Congratulations, that should sound great and be easy to use.
A couple of observations, unless you're going to use the MacBook for other RAM-hungry applications at the same time you shouldn't ever need more than 4Gb of RAM.
You should have a second 500 Gb hard drive to serve as a backup for your primary music storage drive. It doesn't need to be as quiet or fast as your primary and an AC-powered 3.5" USB drive of that size would be quite inexpensive.
A great thing to have with a setup like yours is an iTouch to use as a remote control for iTunes.
Hi Sfar: Thanks for your suggestions above. I forgot to mention in my post that I ordered two Seagate FreeAgent Go™ Pro for Mac (500gb) external drives. Drive #1 is the main drive connected to the computer by Firewire. Drive #2 is the backup drive connected by USB cable. If something happens to drive #1, I have a backup in drive #2. I am checking on your iTouch suggestion.
It's not the cheapest solution, but I have a Drobo for back up and it let's me sleep at night. After having many a back-up external drive fail, I settled on the Drobo, and it blows away the RAID array it replaced as far as ease of use. Oh yeah, and since it has 4 SATA drives that back all of the info up on itself, you can hot swap up to 3 failed drives and never lose any data. Truly a great invention, and easy to use.
Also, near infinite expandablity. As SATA drives get bigger, you can put bigger ones in, hot swap them, and lose no data.
you can get 4GB of ram for $30-$100 from fry's. all my macs have at least 4GB and it will make your applications run better if you have many apps executing at once. Drobo is a nice unit but a little pricey. Always backup to a separate drive from where all of your apps/itunes library is located. A drobo or any raid device will not help you if you have a controller issue or human error that corrupts your data.
Assuming you're going to use iTunes for playback, you should try the Amarra software. See:
It's not the cheapest solution, but I have a Drobo for back up and it let's me sleep at night. After having many a back-up external drive fail, I settled on the Drobo, and it blows away the RAID array it replaced as far as ease of use.
I looked at this. It does look impressive but I worry that the Drobo itself becomes the weak link in the chain. Currently, I am considering a NAS LaCie 2big with two 1 TB dives that run mirrored on RAID 1. I figure even if the LaCie dies I'll still easily have access to the data either of the two mirrored drives.
Is my logic correct ? I am not sure. I was certainly tempted by the Drobo and all the hype it is getting in magazines.
Shardone, it's very easy to use. I have already had one SATA drive die on me, and I just popped in another.

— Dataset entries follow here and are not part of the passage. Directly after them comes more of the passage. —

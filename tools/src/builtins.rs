//! Built-in tool executors and their model-facing schemas.
//!
//! Tool names and parameter shapes are the wire contract the model sees;
//! descriptions tell it when to reach for each operation. Enforcement lives
//! in the services, not in these schemas.

use std::collections::HashMap;
use std::fmt::Write as _;

use serde::Deserialize;
use serde_json::{Value, json};

use crate::backup::BackupStore;
use crate::create::{CreateItemRequest, CreateService, ItemKind};
use crate::patch::{PatchEngine, PatchRequest, PatchResult};
use crate::search::CodebaseSearch;
use crate::{ToolCtx, ToolError, ToolExecutor, ToolRegistry, parse_args, peek, tree};

/// Register the full tool vocabulary against one backup store.
pub fn register_builtins(
    registry: &mut ToolRegistry,
    backups: BackupStore,
) -> Result<(), ToolError> {
    let engine = PatchEngine::new(backups);
    registry.register(Box::new(SearchCodebaseTool::default()))?;
    registry.register(Box::new(CodeContextTool))?;
    registry.register(Box::new(PatchFileTool {
        engine: engine.clone(),
    }))?;
    registry.register(Box::new(RollbackPatchTool { engine }))?;
    registry.register(Box::new(DirectoryStructureTool))?;
    registry.register(Box::new(CreateItemTool::default()))?;
    registry.register(Box::new(CreateMultipleItemsTool::default()))?;
    registry.register(Box::new(CreateProjectStructureTool::default()))?;
    registry.register(Box::new(CreateDirectoryScaffoldTool::default()))?;
    registry.register(Box::new(CreateEmptyFilesTool::default()))?;
    Ok(())
}

fn to_pretty_json<T: serde::Serialize>(value: &T) -> Result<String, ToolError> {
    serde_json::to_string_pretty(value).map_err(|e| ToolError::ExecutionFailed {
        tool: "serialize".to_string(),
        message: e.to_string(),
    })
}

#[derive(Default)]
struct SearchCodebaseTool {
    search: CodebaseSearch,
}

#[derive(Debug, Deserialize)]
struct SearchArgs {
    query: String,
}

impl ToolExecutor for SearchCodebaseTool {
    fn name(&self) -> &'static str {
        "search_codebase"
    }

    fn description(&self) -> &'static str {
        "Search the codebase for code patterns, functions, variables, or text. \
         Returns matching lines with file paths and line numbers."
    }

    fn schema(&self) -> Value {
        json!({
            "type": "object",
            "properties": {
                "query": {
                    "type": "string",
                    "description": "Text to find in file contents (function names, identifiers, comments, or any string)"
                }
            },
            "required": ["query"]
        })
    }

    fn execute(&self, args: &Value, ctx: &ToolCtx) -> Result<String, ToolError> {
        let typed: SearchArgs = parse_args(args)?;
        self.search.search(&ctx.working_dir, &typed.query)
    }
}

struct CodeContextTool;

#[derive(Debug, Deserialize)]
struct ContextArgs {
    file: String,
    line: usize,
}

impl ToolExecutor for CodeContextTool {
    fn name(&self) -> &'static str {
        "code_context"
    }

    fn description(&self) -> &'static str {
        "Show the code surrounding a specific line of a file: 20 lines before \
         and after, with the target line marked."
    }

    fn schema(&self) -> Value {
        json!({
            "type": "object",
            "properties": {
                "file": {
                    "type": "string",
                    "description": "Path to the file, relative to the project root"
                },
                "line": {
                    "type": "integer",
                    "description": "1-based line number to center the context on"
                }
            },
            "required": ["file", "line"]
        })
    }

    fn execute(&self, args: &Value, ctx: &ToolCtx) -> Result<String, ToolError> {
        let typed: ContextArgs = parse_args(args)?;
        peek::code_context(&ctx.working_dir, &typed.file, typed.line)
    }
}

struct PatchFileTool {
    engine: PatchEngine,
}

impl ToolExecutor for PatchFileTool {
    fn name(&self) -> &'static str {
        "patch_file"
    }

    fn description(&self) -> &'static str {
        "Apply targeted line-based patches to a file: replace, insert, or delete \
         line ranges. Validates every change first, writes a backup, and restores \
         the original on failure. Each change has: action (replace/insert/delete), \
         lineStart (1-based), lineEnd (optional), content (not for delete)."
    }

    fn schema(&self) -> Value {
        json!({
            "type": "object",
            "properties": {
                "file": {
                    "type": "string",
                    "description": "Path to the file to patch, relative to the project root"
                },
                "changes": {
                    "type": "array",
                    "description": "Patch operations. Each item has: action (replace/insert/delete), lineStart (1-based line number), lineEnd (optional, for multi-line ranges), content (new text; forbidden for delete)"
                }
            },
            "required": ["file", "changes"]
        })
    }

    fn execute(&self, args: &Value, ctx: &ToolCtx) -> Result<String, ToolError> {
        let request: PatchRequest = parse_args(args)?;
        let result = self.engine.apply(&ctx.working_dir, &request);
        Ok(format_patch_result(&request, &result))
    }
}

/// Render a patch outcome for the model: what landed or what failed, plus the
/// backup path so a later rollback_patch call is possible.
fn format_patch_result(request: &PatchRequest, result: &PatchResult) -> String {
    let mut out = String::new();
    if result.success {
        let _ = writeln!(
            out,
            "Applied {} change(s) to {}",
            result.applied_changes, request.file
        );
        for change in &request.changes {
            let _ = writeln!(out, "- {} at line {}", change.action.as_str(), change.line_start);
        }
    } else {
        let _ = writeln!(out, "Patch failed: {}", result.message);
        if !result.failed_changes.is_empty() {
            let _ = writeln!(out, "Failed changes:");
            for change in &result.failed_changes {
                let _ = writeln!(out, "- {} at line {}", change.action.as_str(), change.line_start);
            }
        }
    }
    if let Some(backup) = &result.backup_path {
        let _ = write!(out, "Backup: {}", backup.display());
    }
    out.trim_end().to_string()
}

struct RollbackPatchTool {
    engine: PatchEngine,
}

#[derive(Debug, Deserialize)]
#[serde(rename_all = "camelCase")]
struct RollbackArgs {
    backup_path: String,
    original_path: String,
}

impl ToolExecutor for RollbackPatchTool {
    fn name(&self) -> &'static str {
        "rollback_patch"
    }

    fn description(&self) -> &'static str {
        "Restore a file to its state before a patch_file operation, using the \
         backup path returned by that call. The backup is deleted after a \
         successful rollback."
    }

    fn schema(&self) -> Value {
        json!({
            "type": "object",
            "properties": {
                "backupPath": {
                    "type": "string",
                    "description": "Backup file path returned by patch_file"
                },
                "originalPath": {
                    "type": "string",
                    "description": "Path of the file to restore"
                }
            },
            "required": ["backupPath", "originalPath"]
        })
    }

    fn execute(&self, args: &Value, ctx: &ToolCtx) -> Result<String, ToolError> {
        let typed: RollbackArgs = parse_args(args)?;
        // The original must live inside the project; the backup must live
        // inside the store (checked by the engine).
        let original = crate::sandbox::resolve(&typed.original_path, &ctx.working_dir)?;
        let result = self
            .engine
            .rollback(std::path::Path::new(&typed.backup_path), &original);
        to_pretty_json(&result)
    }
}

struct DirectoryStructureTool;

#[derive(Debug, Deserialize)]
#[serde(rename_all = "camelCase")]
struct TreeArgs {
    #[serde(default)]
    path: Option<String>,
    #[serde(default)]
    max_depth: Option<usize>,
}

impl ToolExecutor for DirectoryStructureTool {
    fn name(&self) -> &'static str {
        "directory_structure"
    }

    fn description(&self) -> &'static str {
        "Show a tree of files and directories, honoring gitignore rules. \
         Defaults to the project root, 3 levels deep."
    }

    fn schema(&self) -> Value {
        json!({
            "type": "object",
            "properties": {
                "path": {
                    "type": "string",
                    "description": "Directory to list (optional, defaults to the project root)"
                },
                "maxDepth": {
                    "type": "integer",
                    "description": "Maximum depth to traverse (optional, defaults to 3)"
                }
            },
            "required": []
        })
    }

    fn execute(&self, args: &Value, ctx: &ToolCtx) -> Result<String, ToolError> {
        let typed: TreeArgs = parse_args(args)?;
        tree::directory_structure(&ctx.working_dir, typed.path.as_deref(), typed.max_depth)
    }
}

#[derive(Default)]
struct CreateItemTool {
    service: CreateService,
}

impl ToolExecutor for CreateItemTool {
    fn name(&self) -> &'static str {
        "create_item"
    }

    fn description(&self) -> &'static str {
        "Create a file or directory in the project. Parent directories are \
         created automatically; set overwrite to replace an existing item."
    }

    fn schema(&self) -> Value {
        json!({
            "type": "object",
            "properties": {
                "path": {
                    "type": "string",
                    "description": "Where to create the item, relative to the project root"
                },
                "type": {
                    "type": "string",
                    "description": "Kind of item: 'file' or 'directory'"
                },
                "content": {
                    "type": "string",
                    "description": "File content (files only). Optional, defaults to empty."
                },
                "overwrite": {
                    "type": "boolean",
                    "description": "Replace an existing item. Defaults to false."
                }
            },
            "required": ["path", "type"]
        })
    }

    fn execute(&self, args: &Value, ctx: &ToolCtx) -> Result<String, ToolError> {
        let request: CreateItemRequest = parse_args(args)?;
        let result = self.service.create_item(&ctx.working_dir, &request);
        to_pretty_json(&result)
    }
}

#[derive(Default)]
struct CreateMultipleItemsTool {
    service: CreateService,
}

#[derive(Debug, Deserialize)]
struct MultipleItemsArgs {
    items: Vec<CreateItemRequest>,
}

impl ToolExecutor for CreateMultipleItemsTool {
    fn name(&self) -> &'static str {
        "create_multiple_items"
    }

    fn description(&self) -> &'static str {
        "Create several files and directories in one operation. Every item is \
         attempted; results are reported per item."
    }

    fn schema(&self) -> Value {
        json!({
            "type": "object",
            "properties": {
                "items": {
                    "type": "array",
                    "description": "Items to create. Each has path, type, and optionally content and overwrite."
                }
            },
            "required": ["items"]
        })
    }

    fn execute(&self, args: &Value, ctx: &ToolCtx) -> Result<String, ToolError> {
        let typed: MultipleItemsArgs = parse_args(args)?;
        let results = self
            .service
            .create_multiple_items(&ctx.working_dir, &typed.items);
        to_pretty_json(&results)
    }
}

#[derive(Default)]
struct CreateProjectStructureTool {
    service: CreateService,
}

#[derive(Debug, Deserialize)]
struct StructureArgs {
    structure: HashMap<String, ItemKind>,
}

impl ToolExecutor for CreateProjectStructureTool {
    fn name(&self) -> &'static str {
        "create_project_structure"
    }

    fn description(&self) -> &'static str {
        "Create a whole project skeleton: directories and empty files only. \
         Add content afterwards with patch_file to avoid oversized arguments."
    }

    fn schema(&self) -> Value {
        json!({
            "type": "object",
            "properties": {
                "structure": {
                    "type": "object",
                    "description": "Mapping of path to 'directory' or 'file'. Files are created empty."
                }
            },
            "required": ["structure"]
        })
    }

    fn execute(&self, args: &Value, ctx: &ToolCtx) -> Result<String, ToolError> {
        let typed: StructureArgs = parse_args(args)?;
        let results = self
            .service
            .create_project_structure(&ctx.working_dir, typed.structure);
        to_pretty_json(&results)
    }
}

#[derive(Default)]
struct CreateDirectoryScaffoldTool {
    service: CreateService,
}

#[derive(Debug, Deserialize)]
struct PathsArgs {
    paths: Vec<String>,
}

impl ToolExecutor for CreateDirectoryScaffoldTool {
    fn name(&self) -> &'static str {
        "create_directory_scaffold"
    }

    fn description(&self) -> &'static str {
        "Create several directories at once."
    }

    fn schema(&self) -> Value {
        json!({
            "type": "object",
            "properties": {
                "paths": {
                    "type": "array",
                    "description": "Directory paths to create"
                }
            },
            "required": ["paths"]
        })
    }

    fn execute(&self, args: &Value, ctx: &ToolCtx) -> Result<String, ToolError> {
        let typed: PathsArgs = parse_args(args)?;
        let results = self
            .service
            .create_directory_scaffold(&ctx.working_dir, &typed.paths);
        to_pretty_json(&results)
    }
}

#[derive(Default)]
struct CreateEmptyFilesTool {
    service: CreateService,
}

impl ToolExecutor for CreateEmptyFilesTool {
    fn name(&self) -> &'static str {
        "create_empty_files"
    }

    fn description(&self) -> &'static str {
        "Create several empty files at once; fill them in afterwards with \
         patch_file."
    }

    fn schema(&self) -> Value {
        json!({
            "type": "object",
            "properties": {
                "paths": {
                    "type": "array",
                    "description": "File paths to create as empty files"
                }
            },
            "required": ["paths"]
        })
    }

    fn execute(&self, args: &Value, ctx: &ToolCtx) -> Result<String, ToolError> {
        let typed: PathsArgs = parse_args(args)?;
        let results = self
            .service
            .create_empty_files(&ctx.working_dir, &typed.paths);
        to_pretty_json(&results)
    }
}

I had a RAID array that a buddy built for me, actually the head IT guy at my company, and he is the one that turned me on to the Drobo. He explained that the underlying software that runs it is what makes it so reliable. Even if the enclosure itself failed, the SATA drives would survive with all the data. I really like it. I bought the Droboshare and use it as my network hard drive as well. We have literally thousands of hours of video on it now, and music, music, music.
Even if the enclosure itself failed, the SATA drives would survive with all the data.
Agreed...but you would need to repair the Drobo...I figured my approach be very inefficient but by having a RAID 1 with two mirrored drives then means I have a back up ready to go in minutes no matter what happens (just flip the drive into one of the spare bays on any of my other machines).'
Perhaps I am too cautious!!
I picked up my Ayre USB DAC last Saturday and hooked it up. Wow! I was very impressed with the way it sounds. It is better sounding then my Ayre CX-7e CD player. The highs are better and so is the bass. The music seems to be clearer and more engaging. The unit still has to burn in and so do my new Synergistic Research TESLA Quad speaker cables. Music Lovers Audio (Berkeley, CA) said everything will sound better after some time.
I have about 25 CD’s loaded into my MAC Book Pro computer and many more to go. It takes between 3 to 5 minutes per CD using the AIFF format. This is a very boring time consuming process.
My MAC Book Pro is connected to the Furman AC-215 power conditioner. The MAC has 4 GB RAM and the 120GB solid state drive. I am using the Seaport Free Agent Go Pro 500GB external hard drive to store my music files. The Furman is required so the MAC does not interfere with the audio components. See http://www.furmansound.com/product.php?div=01&id=AC-215_PRO
I followed Ayre’s MAC Book setup instructions and they worked. The Audio MIDI setup was a little different from their instructions but we finally figured it out. The QB-9 is connected (balanced cables) to my Ayre AX-7e Integrated amp connected to my Sonus Faber Auditor M Speakers.
Sounds like a nice setup. I've been seriously thinking of making the switch to a music server as well. Thanks for sharing your setup. Please keep us posted with a few more suggestions and comparisons as your system settles in.
don't rely on a raid type of system to be fool proof. you still need to have a separate disk outside of your local/nas setup to be fault tolerant. i have been in the computer industry for over 30 years from mainframes down to pc's. even the companies using the largest and the most expensive raid storage systems back up their data to other disk systems or to tape. if you rip your cd's to the nas/raid system, keep your original cd's as your backup if anything happens. disks do fail and the raid setup allows for a disk drive to fail without corrupting your data (if you use raid 1, 5, 6). with a computer systems, you usually have 1 interface (controller) to the storage system and they sometimes fail sending bad data to the disk subsystem. to help alleviate this, you need 2 controllers to the disks or backup your data to another device outside of your computer.
As I described above, I am using the Seaport Free Agent Go Pro 500GB external hard drive to store my music files. I also purchased a 2nd Seaport drive for backup purposes. I have about 65 GB of music stored and completed by first backup. Seaport drive #1 is using the Firewire connnection and Seaport drive #2 is using the USB connection. The backup took 23 minutes. The system sounds great.